━━━ Provided information

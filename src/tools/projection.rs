//! Compound-growth investment projection

use serde_json::{json, Value};
use tracing::debug;

use super::{format_usd, require_f64, Tool};
use crate::error::AdvisorError;
use crate::models::{ProjectionResult, ToolInput, ToolOutput};
use crate::Result;

pub const MAX_PROJECTION_YEARS: u32 = 100;

/// Future value of a lump sum plus fixed monthly contributions, compounded
/// monthly at `annual_rate / 12`.
///
/// `annual_rate` is a decimal (7% is `0.07`). A zero rate grows the
/// contributions linearly; negative rates above -100% shrink both terms.
pub fn calculate_investment_projection(
    principal: f64,
    monthly_contribution: f64,
    years: u32,
    annual_rate: f64,
) -> Result<ProjectionResult> {
    if !principal.is_finite() || !monthly_contribution.is_finite() || !annual_rate.is_finite() {
        return Err(AdvisorError::ValidationError(
            "Projection inputs must be finite numbers.".to_string(),
        ));
    }
    if principal < 0.0 || monthly_contribution < 0.0 {
        return Err(AdvisorError::ValidationError(
            "Principal and monthly contribution cannot be negative.".to_string(),
        ));
    }
    if annual_rate <= -1.0 {
        return Err(AdvisorError::ValidationError(
            "Annual rate must be greater than -100%.".to_string(),
        ));
    }
    if years > MAX_PROJECTION_YEARS {
        return Err(AdvisorError::ValidationError(format!(
            "Investment period cannot exceed {} years.",
            MAX_PROJECTION_YEARS
        )));
    }

    let monthly_rate = annual_rate / 12.0;
    let months = years as f64 * 12.0;
    let growth = (1.0 + monthly_rate).powf(months);

    let future_value_principal = principal * growth;
    let future_value_contributions = if monthly_rate.abs() < f64::EPSILON {
        monthly_contribution * months
    } else {
        monthly_contribution * ((growth - 1.0) / monthly_rate)
    };

    let future_value = future_value_principal + future_value_contributions;
    if !future_value.is_finite() {
        return Err(AdvisorError::ValidationError(
            "The projected value is too large to calculate. Try a lower rate.".to_string(),
        ));
    }

    Ok(ProjectionResult {
        principal,
        monthly_contribution,
        years,
        annual_rate,
        future_value_principal,
        future_value_contributions,
        future_value,
    })
}

/// Presentation form of a projection.
pub fn render_projection(result: &ProjectionResult) -> Value {
    json!({
        "initial_principal": format_usd(result.principal),
        "monthly_contribution": format_usd(result.monthly_contribution),
        "investment_period_years": result.years,
        "estimated_annual_rate_percent": format!("{:.1}%", result.annual_rate * 100.0),
        "projected_future_value": format_usd(result.future_value),
        "future_value_principal": round_cents(result.future_value_principal),
        "future_value_contributions": round_cents(result.future_value_contributions),
        "future_value": round_cents(result.future_value),
    })
}

fn round_cents(value: f64) -> f64 {
    (value * 100.0).round() / 100.0
}

fn require_years(input: &ToolInput) -> Result<u32> {
    let years = require_f64(input, "years")?;
    if years < 0.0 || years.fract() != 0.0 || years > u32::MAX as f64 {
        return Err(AdvisorError::ValidationError(
            "Years must be a whole, non-negative number.".to_string(),
        ));
    }
    Ok(years as u32)
}

pub struct InvestmentProjectionTool;

#[async_trait::async_trait]
impl Tool for InvestmentProjectionTool {
    fn name(&self) -> &'static str {
        "calculate_investment_projection"
    }

    fn description(&self) -> &'static str {
        "Calculates the future value of an investment. 'annual_rate' should be a decimal \
         (e.g., 7% is 0.07). Returns a JSON string with the projection details."
    }

    fn parameters(&self) -> Value {
        json!({
            "type": "object",
            "properties": {
                "principal": {"type": "number", "description": "Initial amount invested"},
                "monthly_contribution": {"type": "number", "description": "Amount added every month"},
                "years": {"type": "integer", "description": "Investment period in years"},
                "annual_rate": {"type": "number", "description": "Expected annual return as a decimal"}
            },
            "required": ["principal", "monthly_contribution", "years", "annual_rate"]
        })
    }

    async fn execute(&self, input: &ToolInput) -> Result<ToolOutput> {
        let result = calculate_investment_projection(
            require_f64(input, "principal")?,
            require_f64(input, "monthly_contribution")?,
            require_years(input)?,
            require_f64(input, "annual_rate")?,
        )?;

        debug!(future_value = result.future_value, "Calculated investment projection");

        Ok(ToolOutput {
            data: serde_json::to_value(result)?,
            text: serde_json::to_string_pretty(&render_projection(&result))?,
        })
    }
}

━━━━━━

▸ The task
Make sure that every entry above is copied out exactly as it stands.

▸ Answer section
filename src/tools/projection.rs
//! Compound-growth investment projection

use serde_json::{json, Value};
use tracing::debug;

use super::{format_usd, require_f64, Tool};
use crate::error::AdvisorError;
use crate::models::{ProjectionResult, ToolInput, ToolOutput};
use crate::Result;

pub const MAX_PROJECTION_YEARS: u32 = 100;

/// Future value of a lump sum plus fixed monthly contributions, compounded
/// monthly at `annual_rate / 12`.
///
/// `annual_rate` is a decimal (7% is `0.07`). A zero rate grows the
/// contributions linearly; negative rates above -100% shrink both terms.
pub fn calculate_investment_projection(
    principal: f64,
    monthly_contribution: f64,
    years: u32,
    annual_rate: f64,
) -> Result<ProjectionResult> {
    if !principal.is_finite() || !monthly_contribution.is_finite() || !annual_rate.is_finite() {
        return Err(AdvisorError::ValidationError(
            "Projection inputs must be finite numbers.".to_string(),
        ));
    }
    if principal < 0.0 || monthly_contribution < 0.0 {
        return Err(AdvisorError::ValidationError(
            "Principal and monthly contribution cannot be negative.".to_string(),
        ));
    }
    if annual_rate <= -1.0 {
        return Err(AdvisorError::ValidationError(
            "Annual rate must be greater than -100%.".to_string(),
        ));
    }
    if years > MAX_PROJECTION_YEARS {
        return Err(AdvisorError::ValidationError(format!(
            "Investment period cannot exceed {} years.",
            MAX_PROJECTION_YEARS
        )));
    }

    let monthly_rate = annual_rate / 12.0;
    let months = years as f64 * 12.0;
    let growth = (1.0 + monthly_rate).powf(months);

    let future_value_principal = principal * growth;
    let future_value_contributions = if monthly_rate.abs() < f64::EPSILON {
        monthly_contribution * months
    } else {
        monthly_contribution * ((growth - 1.0) / monthly_rate)
    };

    let future_value = future_value_principal + future_value_contributions;
    if !future_value.is_finite() {
        return Err(AdvisorError::ValidationError(
            "The projected value is too large to calculate. Try a lower rate.".to_string(),
        ));
    }

    Ok(ProjectionResult {
        principal,
        monthly_contribution,
        years,
        annual_rate,
        future_value_principal,
        future_value_contributions,
        future_value,
    })
}

/// Presentation form of a projection.
pub fn render_projection(result: &ProjectionResult) -> Value {
    json!({
        "initial_principal": format_usd(result.principal),
        "monthly_contribution": format_usd(result.monthly_contribution),
        "investment_period_years": result.years,
        "estimated_annual_rate_percent": format!("{:.1}%", result.annual_rate * 100.0),
        "projected_future_value": format_usd(result.future_value),
        "future_value_principal": round_cents(result.future_value_principal),
        "future_value_contributions": round_cents(result.future_value_contributions),
        "future_value": round_cents(result.future_value),
    })
}

fn round_cents(value: f64) -> f64 {
    (value * 100.0).round() / 100.0
}

fn require_years(input: &ToolInput) -> Result<u32> {
    let years = require_f64(input, "years")?;
    if years < 0.0 || years.fract() != 0.0 || years > u32::MAX as f64 {
        return Err(AdvisorError::ValidationError(
            "Years must be a whole, non-negative number.".to_string(),
        ));
    }
    Ok(years as u32)
}

pub struct InvestmentProjectionTool;

#[async_trait::async_trait]
impl Tool for InvestmentProjectionTool {
    fn name(&self) -> &'static str {
        "calculate_investment_projection"
    }

    fn description(&self) -> &'static str {
        "Calculates the future value of an investment. 'annual_rate' should be a decimal \
         (e.g., 7% is 0.07). Returns a JSON string with the projection details."
    }

    fn parameters(&self) -> Value {
        json!({
            "type": "object",
            "properties": {
                "principal": {"type": "number", "description": "Initial amount invested"},
                "monthly_contribution": {"type": "number", "description": "Amount added every month"},
                "years": {"type": "integer", "description": "Investment period in years"},
                "annual_rate": {"type": "number", "description": "Expected annual return as a decimal"}
            },
            "required": ["principal", "monthly_contribution", "years", "annual_rate"]
        })
    }

    async fn execute(&self, input: &ToolInput) -> Result<ToolOutput> {
        let result = calculate_investment_projection(
            require_f64(input, "principal")?,
            require_f64(input, "monthly_contribution")?,
            require_years(input)?,
            require_f64(input, "annual_rate")?,
        )?;

        debug!(future_value = result.future_value, "Calculated investment projection");

        Ok(ToolOutput {
            data: serde_json::to_value(result)?,
            text: serde_json::to_string_pretty(&render_projection(&result))?,
        })
    }
}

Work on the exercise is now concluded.